• Saved data entries:
=== Section Start ===
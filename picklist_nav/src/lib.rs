// Copyright 2025 the Picklist Authors
// SPDX-License-Identifier: Apache-2.0 OR MIT

//! Picklist Nav: keyboard navigation over a filtered list.
//!
//! List widgets track the keyboard-highlighted entry (the *focused
//! descendant*) by id rather than by index, because the visible list is
//! re-filtered on every keystroke. This crate turns arrow-key intents into a
//! new focused id:
//!
//! - [`NavKey`] is the small set of keys list widgets react to.
//! - [`step`] computes the next focused id for a [`Direction`] with mandatory
//!   wrap-around.
//! - [`FocusedDescendant`] stores the current id and applies [`step`].
//!
//! Widgets that let users turn their query into a new entry pass that
//! synthetic entry's id as `addition`. It is addressable *after* the last real
//! entry when moving forward, and *before* the first one when moving
//! backward.
//!
//! ## Minimal example
//!
//! ```rust
//! use picklist_nav::{Direction, FocusedDescendant};
//!
//! let ids = ["alpha", "beta", "gamma"];
//! let mut focus = FocusedDescendant::new();
//!
//! assert_eq!(focus.step(&ids, None, Direction::Next), Some(&"alpha"));
//! assert_eq!(focus.step(&ids, None, Direction::Prev), Some(&"gamma"));
//!
//! // With a free-text entry available, moving past the end lands on it.
//! let addition = "delta";
//! assert_eq!(focus.step(&ids, Some(&addition), Direction::Next), Some(&"delta"));
//! assert_eq!(focus.step(&ids, Some(&addition), Direction::Next), Some(&"alpha"));
//! ```
//!
//! The core types are generic over the id type `K`; widgets typically use
//! `String`.
//!
//! This crate is `no_std`.

#![no_std]

/// Keys that drive list navigation.
#[derive(Copy, Clone, Debug, PartialEq, Eq, Hash)]
pub enum NavKey {
    /// Move focus forward, opening the popover if needed.
    ArrowDown,
    /// Move focus backward, opening the popover if needed.
    ArrowUp,
    /// Commit the focused entry.
    Enter,
    /// Clear the query, close, and drop focus.
    Escape,
}

impl NavKey {
    /// The movement this key requests, if any.
    pub fn direction(self) -> Option<Direction> {
        match self {
            Self::ArrowDown => Some(Direction::Next),
            Self::ArrowUp => Some(Direction::Prev),
            Self::Enter | Self::Escape => None,
        }
    }
}

/// Direction of a focus move.
#[derive(Copy, Clone, Debug, PartialEq, Eq, Hash)]
pub enum Direction {
    /// Toward the end of the list.
    Next,
    /// Toward the start of the list.
    Prev,
}

/// What a focused id refers to in the current list.
#[derive(Copy, Clone, Debug, PartialEq, Eq)]
pub enum Target {
    /// A real entry at this index.
    Item(usize),
    /// The synthetic free-text entry.
    Addition,
}

/// Compute the id that should receive focus after moving in `direction`.
///
/// `items` are the ids of the visible entries in order, `focused` the
/// current focus, and `addition` the id of the synthetic free-text entry
/// when it is offered.
///
/// - Forward: onto `addition` from the last entry (or from anywhere when the
///   list is empty), otherwise `(index + 1) mod len`, starting at the first
///   entry when nothing real is focused.
/// - Backward: onto `addition` from no focus or the first entry (or from
///   anywhere when the list is empty), otherwise `(index - 1 + len) mod len`,
///   starting at the last entry when nothing real is focused.
///
/// Returns `None` only when there is nothing to focus at all.
pub fn step<K>(
    items: &[K],
    focused: Option<&K>,
    addition: Option<&K>,
    direction: Direction,
) -> Option<K>
where
    K: PartialEq + Clone,
{
    let len = items.len();
    let index = focused.and_then(|f| items.iter().position(|k| k == f));

    if let Some(addition) = addition {
        let onto_addition = match direction {
            Direction::Next => len == 0 || index == Some(len - 1),
            Direction::Prev => len == 0 || focused.is_none() || index == Some(0),
        };
        if onto_addition {
            return Some(addition.clone());
        }
    }

    if len == 0 {
        return None;
    }

    let next = match (direction, index) {
        (Direction::Next, Some(i)) => (i + 1) % len,
        (Direction::Next, None) => 0,
        (Direction::Prev, Some(i)) => (i + len - 1) % len,
        (Direction::Prev, None) => len - 1,
    };
    Some(items[next].clone())
}

/// The keyboard-highlighted entry of a list, tracked by id.
#[derive(Clone, Debug, PartialEq, Eq)]
pub struct FocusedDescendant<K> {
    focused: Option<K>,
}

impl<K> Default for FocusedDescendant<K> {
    fn default() -> Self {
        Self { focused: None }
    }
}

impl<K: PartialEq + Clone> FocusedDescendant<K> {
    /// Start without focus.
    pub fn new() -> Self {
        Self::default()
    }

    /// Currently focused id.
    pub fn get(&self) -> Option<&K> {
        self.focused.as_ref()
    }

    /// Focus `id` directly, for example after a pointer click.
    pub fn set(&mut self, id: K) {
        self.focused = Some(id);
    }

    /// Drop focus.
    pub fn clear(&mut self) {
        self.focused = None;
    }

    /// Move focus, see [`step`]. Focus is left untouched when there is
    /// nothing to move to.
    pub fn step(&mut self, items: &[K], addition: Option<&K>, direction: Direction) -> Option<&K> {
        if let Some(next) = step(items, self.focused.as_ref(), addition, direction) {
            self.focused = Some(next);
        }
        self.focused.as_ref()
    }

    /// Resolve the focused id against the current list.
    ///
    /// Returns `None` when nothing is focused or the focused id is neither
    /// visible nor the offered `addition`.
    pub fn resolve(&self, items: &[K], addition: Option<&K>) -> Option<Target> {
        let focused = self.focused.as_ref()?;
        if let Some(i) = items.iter().position(|k| k == focused) {
            return Some(Target::Item(i));
        }
        (addition == Some(focused)).then_some(Target::Addition)
    }
}

#[cfg(test)]
mod tests {
    use super::*;

    const IDS: [u32; 3] = [10, 20, 30];

    #[test]
    fn next_and_prev_wrap() {
        assert_eq!(step(&IDS, Some(&30), None, Direction::Next), Some(10));
        assert_eq!(step(&IDS, Some(&10), None, Direction::Prev), Some(30));
        assert_eq!(step(&IDS, Some(&10), None, Direction::Next), Some(20));
        assert_eq!(step(&IDS, Some(&20), None, Direction::Prev), Some(10));
    }

    #[test]
    fn unfocused_starts_at_the_ends() {
        assert_eq!(step(&IDS, None, None, Direction::Next), Some(10));
        assert_eq!(step(&IDS, None, None, Direction::Prev), Some(30));
        // A stale id behaves like no focus.
        assert_eq!(step(&IDS, Some(&99), None, Direction::Next), Some(10));
    }

    #[test]
    fn empty_list_is_a_noop() {
        let empty: [u32; 0] = [];
        assert_eq!(step(&empty, None, None, Direction::Next), None);
        assert_eq!(step(&empty, Some(&1), None, Direction::Prev), None);

        let mut focus = FocusedDescendant::new();
        assert_eq!(focus.step(&empty, None, Direction::Next), None);
        focus.set(7);
        assert_eq!(focus.step(&empty, None, Direction::Prev), Some(&7));
    }

    #[test]
    fn addition_follows_last_entry() {
        assert_eq!(step(&IDS, Some(&30), Some(&99), Direction::Next), Some(99));
        // From the addition, forward wraps to the first entry.
        assert_eq!(step(&IDS, Some(&99), Some(&99), Direction::Next), Some(10));
        // Not at the end: regular movement.
        assert_eq!(step(&IDS, Some(&10), Some(&99), Direction::Next), Some(20));
    }

    #[test]
    fn addition_precedes_first_entry() {
        assert_eq!(step(&IDS, None, Some(&99), Direction::Prev), Some(99));
        assert_eq!(step(&IDS, Some(&10), Some(&99), Direction::Prev), Some(99));
        // From the addition, backward goes to the last entry.
        assert_eq!(step(&IDS, Some(&99), Some(&99), Direction::Prev), Some(30));
    }

    #[test]
    fn addition_is_the_only_target_in_empty_list() {
        let empty: [u32; 0] = [];
        assert_eq!(step(&empty, None, Some(&5), Direction::Next), Some(5));
        assert_eq!(step(&empty, Some(&5), Some(&5), Direction::Prev), Some(5));
    }

    #[test]
    fn never_leaves_bounds() {
        for len in 0..5_usize {
            let ids: [usize; 5] = [0, 1, 2, 3, 4];
            let items = &ids[..len];
            let mut focus = FocusedDescendant::new();
            for n in 0..12 {
                let dir = if n % 3 == 0 {
                    Direction::Prev
                } else {
                    Direction::Next
                };
                if let Some(id) = focus.step(items, None, dir) {
                    assert!(items.contains(id), "{id} escaped a list of {len}");
                }
            }
        }
    }

    #[test]
    fn resolve_distinguishes_items_and_addition() {
        let mut focus = FocusedDescendant::new();
        assert_eq!(focus.resolve(&IDS, Some(&99)), None);
        focus.set(20);
        assert_eq!(focus.resolve(&IDS, Some(&99)), Some(Target::Item(1)));
        focus.set(99);
        assert_eq!(focus.resolve(&IDS, Some(&99)), Some(Target::Addition));
        assert_eq!(focus.resolve(&IDS, None), None);
    }

    #[test]
    fn keys_map_to_directions() {
        assert_eq!(NavKey::ArrowDown.direction(), Some(Direction::Next));
        assert_eq!(NavKey::ArrowUp.direction(), Some(Direction::Prev));
        assert_eq!(NavKey::Enter.direction(), None);
        assert_eq!(NavKey::Escape.direction(), None);
    }
}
=== Section End ===
• YOUR INSTRUCTIONS: For each line in the records that contains the word "text", make a copy.

• ANSWER TO THIS TASK:
//! // With a free-text entry available, moving past the end lands on it.
    /// The synthetic free-text entry.
/// current focus, and `addition` the id of the synthetic free-text entry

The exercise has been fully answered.